**Task goal**
Lines with the word "serde" are the answer; copy each of them from the data below.

**Records provided**
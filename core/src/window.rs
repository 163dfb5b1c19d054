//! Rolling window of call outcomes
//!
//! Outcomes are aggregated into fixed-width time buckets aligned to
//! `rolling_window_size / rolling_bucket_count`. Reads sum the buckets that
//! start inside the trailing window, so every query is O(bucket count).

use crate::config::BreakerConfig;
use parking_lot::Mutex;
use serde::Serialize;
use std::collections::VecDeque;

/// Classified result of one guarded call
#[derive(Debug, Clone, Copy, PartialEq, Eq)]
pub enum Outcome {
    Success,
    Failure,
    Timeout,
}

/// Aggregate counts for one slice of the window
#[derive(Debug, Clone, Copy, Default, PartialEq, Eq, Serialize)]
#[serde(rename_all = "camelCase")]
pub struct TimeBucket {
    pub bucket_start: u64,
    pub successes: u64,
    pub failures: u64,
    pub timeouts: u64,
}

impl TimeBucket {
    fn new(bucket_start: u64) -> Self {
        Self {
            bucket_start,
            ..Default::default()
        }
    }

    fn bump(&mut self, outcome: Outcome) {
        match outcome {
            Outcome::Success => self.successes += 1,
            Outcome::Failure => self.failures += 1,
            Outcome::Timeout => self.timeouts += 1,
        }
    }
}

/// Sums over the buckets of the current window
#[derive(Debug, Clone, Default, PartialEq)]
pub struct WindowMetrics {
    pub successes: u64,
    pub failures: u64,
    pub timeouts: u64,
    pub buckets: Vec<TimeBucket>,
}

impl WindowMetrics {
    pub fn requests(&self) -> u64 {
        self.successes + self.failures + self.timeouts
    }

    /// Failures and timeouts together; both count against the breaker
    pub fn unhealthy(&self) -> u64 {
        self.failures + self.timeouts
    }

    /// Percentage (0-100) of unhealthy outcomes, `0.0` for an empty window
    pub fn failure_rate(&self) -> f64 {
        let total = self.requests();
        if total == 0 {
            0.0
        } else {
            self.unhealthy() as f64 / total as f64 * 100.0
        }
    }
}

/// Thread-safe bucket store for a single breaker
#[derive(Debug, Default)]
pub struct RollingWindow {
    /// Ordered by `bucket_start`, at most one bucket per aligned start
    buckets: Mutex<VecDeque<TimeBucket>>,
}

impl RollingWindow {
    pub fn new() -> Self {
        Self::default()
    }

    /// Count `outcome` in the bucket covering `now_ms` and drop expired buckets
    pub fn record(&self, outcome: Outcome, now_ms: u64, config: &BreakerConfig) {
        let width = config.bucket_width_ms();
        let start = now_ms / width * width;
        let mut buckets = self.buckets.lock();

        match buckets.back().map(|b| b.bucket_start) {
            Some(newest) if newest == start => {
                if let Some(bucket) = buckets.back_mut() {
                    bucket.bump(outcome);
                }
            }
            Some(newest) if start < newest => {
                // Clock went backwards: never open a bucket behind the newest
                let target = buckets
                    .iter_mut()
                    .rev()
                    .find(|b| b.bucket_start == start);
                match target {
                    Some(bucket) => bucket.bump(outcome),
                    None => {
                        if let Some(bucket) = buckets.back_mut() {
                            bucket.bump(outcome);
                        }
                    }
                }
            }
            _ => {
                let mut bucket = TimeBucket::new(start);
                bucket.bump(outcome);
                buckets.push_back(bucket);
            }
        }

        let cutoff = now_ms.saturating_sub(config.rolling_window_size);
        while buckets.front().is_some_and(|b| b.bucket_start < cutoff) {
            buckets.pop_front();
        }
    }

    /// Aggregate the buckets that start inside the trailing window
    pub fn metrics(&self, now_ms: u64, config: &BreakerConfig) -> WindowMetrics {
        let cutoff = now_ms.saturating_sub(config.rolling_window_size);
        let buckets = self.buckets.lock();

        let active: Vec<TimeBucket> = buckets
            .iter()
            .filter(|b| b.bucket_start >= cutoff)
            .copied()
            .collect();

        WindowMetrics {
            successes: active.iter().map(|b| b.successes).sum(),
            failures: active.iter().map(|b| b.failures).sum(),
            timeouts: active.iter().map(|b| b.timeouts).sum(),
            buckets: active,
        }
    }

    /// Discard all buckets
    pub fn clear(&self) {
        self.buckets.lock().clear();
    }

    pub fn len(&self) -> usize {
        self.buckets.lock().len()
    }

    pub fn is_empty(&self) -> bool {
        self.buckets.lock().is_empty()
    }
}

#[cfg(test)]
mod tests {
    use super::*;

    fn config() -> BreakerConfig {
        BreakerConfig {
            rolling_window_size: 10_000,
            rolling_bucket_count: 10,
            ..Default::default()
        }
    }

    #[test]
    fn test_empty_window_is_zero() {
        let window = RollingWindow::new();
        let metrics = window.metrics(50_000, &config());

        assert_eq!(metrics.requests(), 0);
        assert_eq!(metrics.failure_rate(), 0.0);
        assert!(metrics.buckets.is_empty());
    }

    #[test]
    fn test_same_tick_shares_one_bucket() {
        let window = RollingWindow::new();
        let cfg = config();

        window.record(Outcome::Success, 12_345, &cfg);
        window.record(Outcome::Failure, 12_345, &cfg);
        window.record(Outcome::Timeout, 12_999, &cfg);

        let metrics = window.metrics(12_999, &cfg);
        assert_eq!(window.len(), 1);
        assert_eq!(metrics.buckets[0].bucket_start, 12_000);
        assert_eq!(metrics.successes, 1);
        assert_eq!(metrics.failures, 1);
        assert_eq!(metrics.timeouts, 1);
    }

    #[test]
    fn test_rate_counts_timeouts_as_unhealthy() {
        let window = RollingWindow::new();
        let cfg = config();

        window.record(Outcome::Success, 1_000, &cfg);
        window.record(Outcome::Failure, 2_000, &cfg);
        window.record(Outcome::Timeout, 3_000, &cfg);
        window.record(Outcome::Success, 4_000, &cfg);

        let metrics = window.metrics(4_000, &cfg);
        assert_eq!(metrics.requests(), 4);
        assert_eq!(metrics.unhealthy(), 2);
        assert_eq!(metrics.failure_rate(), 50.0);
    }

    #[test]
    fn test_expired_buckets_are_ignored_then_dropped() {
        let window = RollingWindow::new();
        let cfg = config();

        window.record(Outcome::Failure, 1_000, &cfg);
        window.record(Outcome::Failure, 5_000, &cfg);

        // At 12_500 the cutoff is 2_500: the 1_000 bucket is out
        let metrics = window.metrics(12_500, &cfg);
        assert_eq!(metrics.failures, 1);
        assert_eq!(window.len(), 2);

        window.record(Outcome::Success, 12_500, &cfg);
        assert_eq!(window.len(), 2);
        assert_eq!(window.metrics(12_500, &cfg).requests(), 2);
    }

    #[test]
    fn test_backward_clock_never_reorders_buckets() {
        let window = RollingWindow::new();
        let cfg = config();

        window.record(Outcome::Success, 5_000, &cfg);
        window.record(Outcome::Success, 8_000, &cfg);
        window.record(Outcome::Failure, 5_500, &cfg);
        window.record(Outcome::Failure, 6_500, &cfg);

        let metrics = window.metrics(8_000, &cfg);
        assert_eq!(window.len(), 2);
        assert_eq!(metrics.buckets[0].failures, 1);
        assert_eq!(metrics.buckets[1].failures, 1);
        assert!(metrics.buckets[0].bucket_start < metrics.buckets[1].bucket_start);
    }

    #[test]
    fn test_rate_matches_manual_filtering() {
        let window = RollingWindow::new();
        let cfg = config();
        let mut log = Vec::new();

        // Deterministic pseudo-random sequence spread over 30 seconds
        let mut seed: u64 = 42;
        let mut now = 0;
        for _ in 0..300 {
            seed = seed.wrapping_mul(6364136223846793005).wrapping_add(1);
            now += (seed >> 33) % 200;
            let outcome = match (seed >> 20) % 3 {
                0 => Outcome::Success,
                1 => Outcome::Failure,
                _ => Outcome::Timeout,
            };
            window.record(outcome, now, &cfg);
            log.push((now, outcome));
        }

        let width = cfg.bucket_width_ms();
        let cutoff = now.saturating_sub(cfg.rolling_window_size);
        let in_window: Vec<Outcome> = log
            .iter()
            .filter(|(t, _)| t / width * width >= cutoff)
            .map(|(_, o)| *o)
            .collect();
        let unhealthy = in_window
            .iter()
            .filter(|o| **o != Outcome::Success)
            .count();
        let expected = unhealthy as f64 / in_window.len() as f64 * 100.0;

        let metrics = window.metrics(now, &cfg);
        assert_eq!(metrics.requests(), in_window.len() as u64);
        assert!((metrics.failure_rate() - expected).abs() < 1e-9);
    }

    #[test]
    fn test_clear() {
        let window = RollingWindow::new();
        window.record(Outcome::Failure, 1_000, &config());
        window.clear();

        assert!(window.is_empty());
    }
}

**Response area**
use serde::Serialize;
#[serde(rename_all = "camelCase")]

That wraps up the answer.